*What you should do*: For the records below, the count of lines that hold "HoldExecutedAndKeptOpen" is required; give only that number.

--

use crate::{
    Error,
    error::{StorageError, ValidationError},
};

/// Extension trait for Result types to simplify database error mapping
///
/// # Example
///
/// ```rust,ignore
/// use axes_core::error::utilities::DatabaseResultExt;
///
/// query.execute(&pool).await.map_db_err_with_context("Failed to record attempt")?;
/// ```
pub trait DatabaseResultExt<T> {
    /// Convert a database error to an axes storage error
    fn map_db_err(self) -> Result<T, Error>;

    /// Convert a database error to an axes storage error with additional context
    fn map_db_err_with_context(self, context: &str) -> Result<T, Error>;
}

impl<T, E: std::fmt::Display> DatabaseResultExt<T> for Result<T, E> {
    fn map_db_err(self) -> Result<T, Error> {
        self.map_err(|e| Error::Storage(StorageError::Database(e.to_string())))
    }

    fn map_db_err_with_context(self, context: &str) -> Result<T, Error> {
        self.map_err(|e| {
            tracing::error!(error = %e, "{context}");
            Error::Storage(StorageError::Database(format!("{context}: {e}")))
        })
    }
}

/// Extension trait for Option types used by the record builders
pub trait RequiredFieldExt<T> {
    /// Convert None to a ValidationError::MissingField
    fn require_field(self, field_name: &str) -> Result<T, ValidationError>;
}

impl<T> RequiredFieldExt<T> for Option<T> {
    fn require_field(self, field_name: &str) -> Result<T, ValidationError> {
        self.ok_or_else(|| ValidationError::MissingField(format!("{field_name} is required")))
    }
}
//! Error taxonomy for hold operations.
//!
//! Three families: [`ValidationError`] for malformed or unaffordable
//! requests, [`AuthorizationError`] for callers acting outside their role,
//! and [`StateError`] for transitions the hold's current status forbids.
//! [`HoldError`] is the umbrella returned by the engine. None of these are
//! retryable as-is; the caller must correct the triggering condition first.

use thiserror::Error;

/// A request was malformed or cannot be funded.
#[derive(Debug, Clone, PartialEq, Eq, Error)]
#[non_exhaustive]
pub enum ValidationError {
    /// The operation id was empty.
    #[error("operation id must not be empty")]
    EmptyOperationId,

    /// The operation id has already been used, possibly by a hold that has
    /// since terminated. Ids are never reusable.
    #[error("operation id already exists: {operation_id}")]
    DuplicateOperationId {
        /// The already-consumed operation id.
        operation_id: String,
    },

    /// The requested value was zero.
    #[error("value must be greater than zero")]
    ZeroValue,

    /// A required account was the zero (empty) account.
    #[error("{field} must not be the zero account")]
    ZeroAddress {
        /// Which account field was invalid.
        field: &'static str,
    },

    /// An explicit expiration was not strictly in the future.
    #[error("expiration must lie strictly in the future: provided={provided}, now={now}")]
    InvalidExpiration {
        /// The rejected instant, in seconds since the Unix epoch.
        provided: u64,
        /// The clock reading at validation time.
        now: u64,
    },

    /// The payer's available balance cannot cover the request.
    #[error(
        "not enough available balance on {account}: requested={requested}, available={available}"
    )]
    InsufficientAvailableBalance {
        /// The account short on available balance.
        account: String,
        /// The requested amount.
        requested: u64,
        /// The available balance at validation time.
        available: u64,
    },

    /// A delegated transfer exceeds the spender's allowance.
    #[error(
        "allowance from {owner} to {spender} cannot cover the request: \
         requested={requested}, allowance={allowance}"
    )]
    InsufficientAllowance {
        /// The account that granted the allowance.
        owner: String,
        /// The spender whose allowance is short.
        spender: String,
        /// The requested amount.
        requested: u64,
        /// The granted allowance at validation time.
        allowance: u64,
    },

    /// An execution requested more than the hold's remaining value.
    #[error("value exceeds the held amount: requested={requested}, held={held}")]
    ExceedsHeldValue {
        /// The requested amount.
        requested: u64,
        /// The hold's remaining value.
        held: u64,
    },
}

/// The caller is not entitled to the attempted operation.
#[derive(Debug, Clone, PartialEq, Eq, Error)]
#[non_exhaustive]
pub enum AuthorizationError {
    /// The caller is not an operator for the payer.
    #[error("{operator} is not an authorized hold operator for {payer}")]
    UnauthorizedOperator {
        /// The rejected caller.
        operator: String,
        /// The payer the caller tried to act for.
        payer: String,
    },

    /// A not-expired hold can only be released by the notary or the payee.
    #[error("a not-expired hold can only be released by the notary or the payee, not {caller}")]
    UnauthorizedReleaser {
        /// The rejected caller.
        caller: String,
        /// The hold's operation id.
        operation_id: String,
    },

    /// A hold can only be executed by its notary.
    #[error("hold {operation_id} can only be executed by the notary, not {caller}")]
    UnauthorizedExecutor {
        /// The rejected caller.
        caller: String,
        /// The hold's operation id.
        operation_id: String,
    },

    /// A hold can only be renewed by its issuer or its payer.
    #[error("hold {operation_id} can only be renewed by the issuer or the payer, not {caller}")]
    UnauthorizedRenewer {
        /// The rejected caller.
        caller: String,
        /// The hold's operation id.
        operation_id: String,
    },

    /// The operator is already explicitly authorized for the account.
    #[error("{operator} is already an authorized hold operator for {account}")]
    AlreadyAuthorized {
        /// The operator that was already authorized.
        operator: String,
        /// The authorizing account.
        account: String,
    },

    /// The operator has no explicit authorization to revoke.
    #[error("{operator} is not an authorized hold operator for {account}")]
    NotAuthorized {
        /// The operator that was not authorized.
        operator: String,
        /// The account attempting the revocation.
        account: String,
    },
}

/// The hold's current status forbids the attempted transition.
#[derive(Debug, Clone, PartialEq, Eq, Error)]
#[non_exhaustive]
pub enum StateError {
    /// The transition requires an active hold. Unknown operation ids report
    /// status `nonexistent`.
    #[error("hold {operation_id} is not in an executable status: {status}")]
    NotOrdered {
        /// The operation id.
        operation_id: String,
        /// The hold's current status, or `nonexistent`.
        status: &'static str,
    },

    /// The hold has already expired; it can only be released now.
    #[error("hold {operation_id} already expired at {expired_at}")]
    AlreadyExpired {
        /// The operation id.
        operation_id: String,
        /// The expiration instant, in seconds since the Unix epoch.
        expired_at: u64,
    },
}

/// Umbrella error returned by every engine operation.
#[derive(Debug, Clone, PartialEq, Eq, Error)]
#[non_exhaustive]
pub enum HoldError {
    /// The request was malformed or cannot be funded.
    #[error(transparent)]
    Validation(#[from] ValidationError),

    /// The caller is not entitled to the operation.
    #[error(transparent)]
    Authorization(#[from] AuthorizationError),

    /// The hold's status forbids the transition.
    #[error(transparent)]
    State(#[from] StateError),
}
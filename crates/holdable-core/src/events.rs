//! Structured outcome records returned by every mutating operation.
//!
//! These are the in-process equivalent of emitted events: each successful
//! mutator hands one back so callers can observe exactly what was committed
//! without re-querying the aggregate. Delivery to any external sink is out
//! of scope for this crate.

use serde::{Deserialize, Serialize};

use crate::hold::{Expiration, HoldStatus};

/// A hold was created and its value locked on the payer.
#[derive(Debug, Clone, PartialEq, Eq, Serialize, Deserialize)]
pub struct HoldCreated {
    /// Account that initiated the hold (payer or operator).
    pub issuer: String,
    /// The hold's operation id.
    pub operation_id: String,
    /// Account whose balance was earmarked.
    pub payer: String,
    /// Account entitled to the held value.
    pub payee: String,
    /// Third party that can execute or release the hold.
    pub notary: String,
    /// Earmarked value.
    pub value: u64,
    /// When the hold becomes releasable by anyone.
    pub expiration: Expiration,
}

/// A hold was released; its remaining value returned to the payer.
#[derive(Debug, Clone, PartialEq, Eq, Serialize, Deserialize)]
pub struct HoldReleased {
    /// Account that initiated the hold.
    pub issuer: String,
    /// The hold's operation id.
    pub operation_id: String,
    /// Which terminal released status the hold reached.
    pub status: HoldStatus,
}

/// A hold was executed and closed by its notary.
#[derive(Debug, Clone, PartialEq, Eq, Serialize, Deserialize)]
pub struct HoldExecuted {
    /// Account that initiated the hold.
    pub issuer: String,
    /// The hold's operation id.
    pub operation_id: String,
    /// The executing notary.
    pub notary: String,
    /// The hold's remaining value at call time.
    pub held_value: u64,
    /// The amount actually moved to the payee.
    pub transferred_value: u64,
}

/// A hold was partially executed and left open by its notary.
#[derive(Debug, Clone, PartialEq, Eq, Serialize, Deserialize)]
pub struct HoldExecutedAndKeptOpen {
    /// Account that initiated the hold.
    pub issuer: String,
    /// The hold's operation id.
    pub operation_id: String,
    /// The executing notary.
    pub notary: String,
    /// The hold's remaining value at call time.
    pub held_value: u64,
    /// The amount moved to the payee.
    pub transferred_value: u64,
}

/// A hold's expiration was replaced.
#[derive(Debug, Clone, PartialEq, Eq, Serialize, Deserialize)]
pub struct HoldRenewed {
    /// Account that initiated the hold.
    pub issuer: String,
    /// The hold's operation id.
    pub operation_id: String,
    /// Expiration before the renewal.
    pub old_expiration: Expiration,
    /// Expiration after the renewal.
    pub new_expiration: Expiration,
}

/// An operator was explicitly authorized for an account.
#[derive(Debug, Clone, PartialEq, Eq, Serialize, Deserialize)]
pub struct AuthorizedHoldOperator {
    /// The authorized operator.
    pub operator: String,
    /// The authorizing account.
    pub account: String,
}

/// An operator's explicit authorization was revoked.
#[derive(Debug, Clone, PartialEq, Eq, Serialize, Deserialize)]
pub struct RevokedHoldOperator {
    /// The revoked operator.
    pub operator: String,
    /// The revoking account.
    pub account: String,
}

/// Value moved between accounts (transfers, mints, burns).
///
/// Mints report an empty `from`; burns an empty `to`.
#[derive(Debug, Clone, PartialEq, Eq, Serialize, Deserialize)]
pub struct Transfer {
    /// Source account, or empty for a mint.
    pub from: String,
    /// Destination account, or empty for a burn.
    pub to: String,
    /// Amount moved.
    pub value: u64,
}
//! Hold records, their status machine, and the operation-id registry.
//!
//! A [`Hold`] earmarks part of a payer's balance for a payee, resolvable by
//! a notary or by expiration. Holds are identified by a caller-supplied
//! operation id that is consumed permanently on first use.
//!
//! # State Machine
//!
//! ```text
//! (create) --> Ordered --execute_hold----------------> Executed
//!                |  ^                                      ^
//!                |  |                                      |
//!                |  +--renew (new expiration)              |
//!                |                                         |
//!                +--execute_hold_and_keep_open--> ExecutedAndKeptOpen
//!                |                                  |    (self-loop)
//!                +--release--+----------------------+
//!                            v
//!              ReleasedByNotary / ReleasedByPayee / ReleasedByExpiration
//! ```
//!
//! `Ordered` is the initial status. `Executed` and the three released
//! statuses are terminal; a terminal hold is never deleted and stays
//! queryable as history, but every further transition on it fails.

mod error;
mod registry;
mod state;

#[cfg(test)]
mod tests;

pub use error::{AuthorizationError, HoldError, StateError, ValidationError};
pub use registry::HoldRegistry;
pub use state::{Expiration, Hold, HoldStatus};
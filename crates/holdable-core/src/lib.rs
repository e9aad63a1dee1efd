//! Conditional-transfer ("hold") extension over a fungible balance ledger.
//!
//! A payer earmarks part of their balance for a specific payee. The earmarked
//! amount stays on the payer's net balance but is no longer spendable; it can
//! only be moved to the payee by a designated notary (in full or partially),
//! or returned to the payer by the notary, the payee, or — once the hold has
//! expired — by anyone.
//!
//! # Components
//!
//! - **[`clock`]**: injectable time source ([`SystemClock`] in production,
//!   [`ManualClock`] in tests)
//! - **[`ledger`]**: [`BalanceBook`] — per-account total and held balances,
//!   supply counters, and the hold-gated transfer primitives
//! - **[`operator`]**: per-account operator authorization plus the
//!   externally administered default-operator set
//! - **[`hold`]**: the [`Hold`] record, its status machine, and the
//!   append-only [`HoldRegistry`] that makes operation ids single-use forever
//! - **[`engine`]**: [`HoldEngine`] — the single serializing aggregate that
//!   validates and commits every operation
//!
//! # Accounting Invariants
//!
//! For every account `a`, at all times:
//!
//! - `available(a) + held(a) == net(a)`
//! - `held(a)` equals the summed value of all holds with payer `a` in status
//!   `Ordered` or `ExecutedAndKeptOpen`
//! - `total_supply_on_hold()` equals the sum of `held(a)` over all accounts
//!
//! Every operation validates completely before mutating anything; a failed
//! operation leaves the aggregate untouched.
//!
//! # Example
//!
//! ```rust
//! use std::sync::Arc;
//!
//! use holdable_core::{Expiration, HoldEngine, HoldStatus, ManualClock};
//!
//! let clock = Arc::new(ManualClock::new(1_000));
//! let mut engine = HoldEngine::new(clock);
//!
//! engine.mint("payer", 3).unwrap();
//!
//! // Earmark 1 unit for "payee", releasable by "notary", no expiration.
//! let created = engine.hold("payer", "op-1", "payee", "notary", 1, 0).unwrap();
//! assert_eq!(created.expiration, Expiration::Never);
//! assert_eq!(engine.balance_of("payer"), 2);
//! assert_eq!(engine.balance_on_hold("payer"), 1);
//!
//! // The notary releases the hold; the unit becomes spendable again.
//! let released = engine.release_hold("notary", "op-1").unwrap();
//! assert_eq!(released.status, HoldStatus::ReleasedByNotary);
//! assert_eq!(engine.balance_of("payer"), 3);
//! ```

pub mod clock;
pub mod engine;
pub mod events;
pub mod hold;
pub mod ledger;
pub mod operator;

pub use clock::{Clock, ManualClock, SystemClock};
pub use engine::{HoldEngine, SharedHoldEngine};
pub use events::{
    AuthorizedHoldOperator, HoldCreated, HoldExecuted, HoldExecutedAndKeptOpen, HoldReleased,
    HoldRenewed, RevokedHoldOperator, Transfer,
};
pub use hold::{
    AuthorizationError, Expiration, Hold, HoldError, HoldRegistry, HoldStatus, StateError,
    ValidationError,
};
pub use ledger::BalanceBook;
pub use operator::{DefaultOperatorLookup, NoDefaultOperators, OperatorRegistry};
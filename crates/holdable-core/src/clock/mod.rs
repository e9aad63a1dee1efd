//! Injectable time source for expiration checks.
//!
//! Hold expiration is evaluated against a [`Clock`] rather than ambient
//! wall-clock reads so that every time-dependent rule is deterministic under
//! test. Production code uses [`SystemClock`]; tests use [`ManualClock`] and
//! advance it explicitly.

use std::sync::atomic::{AtomicU64, Ordering};
use std::time::{SystemTime, UNIX_EPOCH};

/// A non-blocking source of the current time in seconds since the Unix epoch.
pub trait Clock: Send + Sync {
    /// Returns the current time in seconds since the Unix epoch.
    fn now(&self) -> u64;
}

/// Wall-clock time source backed by [`SystemTime`].
#[derive(Debug, Clone, Copy, Default)]
pub struct SystemClock;

impl Clock for SystemClock {
    fn now(&self) -> u64 {
        // A clock before the epoch reads as 0 rather than panicking.
        SystemTime::now()
            .duration_since(UNIX_EPOCH)
            .map_or(0, |d| d.as_secs())
    }
}

/// Manually driven clock for deterministic tests.
///
/// Starts at a fixed instant and only moves when told to via [`set`] or
/// [`advance`].
///
/// [`set`]: ManualClock::set
/// [`advance`]: ManualClock::advance
#[derive(Debug, Default)]
pub struct ManualClock {
    now: AtomicU64,
}

impl ManualClock {
    /// Creates a clock frozen at `now` seconds since the Unix epoch.
    #[must_use]
    pub const fn new(now: u64) -> Self {
        Self {
            now: AtomicU64::new(now),
        }
    }

    /// Moves the clock to an absolute instant.
    pub fn set(&self, now: u64) {
        self.now.store(now, Ordering::SeqCst);
    }

    /// Advances the clock by `secs` seconds.
    pub fn advance(&self, secs: u64) {
        self.now.fetch_add(secs, Ordering::SeqCst);
    }
}

impl Clock for ManualClock {
    fn now(&self) -> u64 {
        self.now.load(Ordering::SeqCst)
    }
}

#[cfg(test)]
mod tests {
    use super::*;

    #[test]
    fn manual_clock_starts_frozen() {
        let clock = ManualClock::new(42);
        assert_eq!(clock.now(), 42);
        assert_eq!(clock.now(), 42);
    }

    #[test]
    fn manual_clock_set_and_advance() {
        let clock = ManualClock::new(100);
        clock.advance(50);
        assert_eq!(clock.now(), 150);
        clock.set(10);
        assert_eq!(clock.now(), 10);
    }

    #[test]
    fn system_clock_is_past_2020() {
        // 2020-01-01T00:00:00Z
        assert!(SystemClock.now() > 1_577_836_800);
    }
}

--

*Written answer*: 2